Bill regresó después de que terminara con el último empleado, y tenía aspecto de complacido, así que concluí que había tenido éxito. Bill se había pasado la mayor parte de sus horas de vigilia con el ordenador, lo que no me había gustado mucho.
– El vampiro de los tatuajes -dijo Bill cuando Stan y yo fuimos los únicos que quedábamos en la habitación-, se llama Godric, aunque durante el último siglo su nombre fue Godfrey. Es un apóstata. -No sé si era el caso de Stan, pero yo estaba impresionada. Unos pocos minutos con un ordenador y Bill ya había averiguado eso.
Stan parecía atónito, y yo misma bastante confusa.

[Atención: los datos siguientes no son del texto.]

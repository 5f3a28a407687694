//! Speech-to-text boundary.

use std::io::Write;

use async_trait::async_trait;

use crate::error::SpeechError;

/// Result of a transcription.
#[derive(Debug, Clone)]
pub struct Transcript {
    pub text: String,
}

/// Turns raw audio bytes into text.
#[async_trait]
pub trait Transcriber: Send + Sync {
    async fn transcribe(&self, audio: &[u8]) -> Result<Transcript, SpeechError>;
}

/// Runs a Whisper-compatible CLI over a temp WAV file and reads the
/// transcription from stdout.
pub struct WhisperCommand {
    command: String,
    args: Vec<String>,
}

impl WhisperCommand {
    pub fn new(command: impl Into<String>, args: Vec<String>) -> Self {
        Self {
            command: command.into(),
            args,
        }
    }
}

#[async_trait]
impl Transcriber for WhisperCommand {
    async fn transcribe(&self, audio: &[u8]) -> Result<Transcript, SpeechError> {
        let mut wav = tempfile::Builder::new()
            .prefix("dexhub-stt-")
            .suffix(".wav")
            .tempfile()?;
        wav.write_all(audio)?;
        wav.flush()?;

        let output = tokio::process::Command::new(&self.command)
            .args(&self.args)
            .arg(wav.path())
            .output()
            .await?;

        if !output.status.success() {
            return Err(SpeechError::TranscriptionFailed {
                reason: String::from_utf8_lossy(&output.stderr).trim().to_string(),
            });
        }

        Ok(Transcript {
            text: String::from_utf8_lossy(&output.stdout).trim().to_string(),
        })
    }
}

#[cfg(test)]
mod tests {
    use super::*;

    #[cfg(unix)]
    #[tokio::test]
    async fn test_transcribe_reads_command_stdout() {
        // `cat <file>` echoes the audio bytes back, standing in for a real
        // transcriber binary.
        let transcriber = WhisperCommand::new("cat", Vec::new());
        let transcript = transcriber.transcribe(b"  hello world \n").await.unwrap();
        assert_eq!(transcript.text, "hello world");
    }

    #[cfg(unix)]
    #[tokio::test]
    async fn test_failing_command_surfaces_transcription_error() {
        let transcriber = WhisperCommand::new("false", Vec::new());
        let err = transcriber.transcribe(b"audio").await.unwrap_err();
        assert!(matches!(err, SpeechError::TranscriptionFailed { .. }));
    }

    #[tokio::test]
    async fn test_missing_binary_surfaces_io_error() {
        let transcriber = WhisperCommand::new("dexhub-no-such-binary", Vec::new());
        let err = transcriber.transcribe(b"audio").await.unwrap_err();
        assert!(matches!(err, SpeechError::Io(_)));
    }
}
//! dexhub binary entry point.

use std::sync::Arc;

use anyhow::Context;
use clap::Parser;
use tracing_subscriber::EnvFilter;

use dexhub::cli::{run_devices_command, Cli, Command};
use dexhub::config::{Config, TtsMode};
use dexhub::server::{build_router, AppState, GatewayServer};
use dexhub::speech::{GeminiTts, SayCommand, Synthesizer, Transcriber, WhisperCommand};
use dexhub::trust::authenticator::RequestAuthenticator;
use dexhub::trust::pairing::{ConsoleDelivery, PairingCoordinator};
use dexhub::trust::registry::{DeviceRegistry, JsonFileStore};

#[tokio::main]
async fn main() -> anyhow::Result<()> {
    dotenvy::dotenv().ok();

    tracing_subscriber::fmt()
        .with_env_filter(
            EnvFilter::try_from_default_env().unwrap_or_else(|_| EnvFilter::new("info")),
        )
        .init();

    let cli = Cli::parse();
    let mut config = Config::from_env().context("loading configuration")?;
    if let Some(bind) = &cli.bind {
        config.bind = bind.parse().context("parsing --bind address")?;
    }

    let store = Arc::new(JsonFileStore::new(config.registry_path.clone()));
    let registry = DeviceRegistry::open(store)
        .await
        .context("loading device registry")?;

    match cli.command.unwrap_or(Command::Serve) {
        Command::Serve => serve(config, registry).await,
        Command::Devices(command) => run_devices_command(command, registry).await,
    }
}

async fn serve(config: Config, registry: DeviceRegistry) -> anyhow::Result<()> {
    let authenticator = RequestAuthenticator::new(registry.clone(), config.rate_limits.clone());
    let pairing = PairingCoordinator::new(registry, Arc::new(ConsoleDelivery));

    let transcriber: Arc<dyn Transcriber> = Arc::new(WhisperCommand::new(
        config.speech.stt_command.clone(),
        config.speech.stt_args.clone(),
    ));
    let synthesizer: Arc<dyn Synthesizer> = match config.speech.tts_mode {
        TtsMode::Local => Arc::new(SayCommand::new()),
        TtsMode::Gemini => {
            // Presence of the key is validated at config load.
            let api_key = config
                .speech
                .gemini_api_key
                .clone()
                .context("gemini TTS selected without an API key")?;
            Arc::new(GeminiTts::new(api_key, config.speech.gemini_voice.clone()))
        }
    };

    let state = AppState {
        authenticator,
        pairing: pairing.clone(),
        transcriber,
        synthesizer,
        max_body_bytes: config.max_body_bytes,
    };
    let app = build_router(state, &config.allowed_origins)?;

    let mut server = GatewayServer::new(config.bind, app, pairing);
    server.start().await?;

    tokio::signal::ctrl_c()
        .await
        .context("waiting for shutdown signal")?;
    server.shutdown().await;
    Ok(())
}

»Se ha aliado con humanos radicales. Planea suicidarse -me aclaró Bill con voz calmada, ya que Stan estaba perdido en sus pensamientos-. Godfrey piensa reencontrarse con el Sol. Su existencia se ha acabado envenenando.
– ¿Así que va a llevarse a alguien con él? ¿Godfrey quería que Farrell se uniera a él?
– Nos ha traicionado a la Hermandad -dijo Stan.
Traicionado es una palabra que rebosa melodrama, pero ni siquiera se me pasó por la cabeza sonreírme cuando Stan la pronunció. Había oído hablar de la Hermandad, aunque nunca me había encontrado con nadie que asegurara pertenecer a ella. La Hermandad del Sol era para los vampiros lo mismo que el KKK para los afroamericanos.
Una vez más, me había sumergido en aguas donde no hacía pie.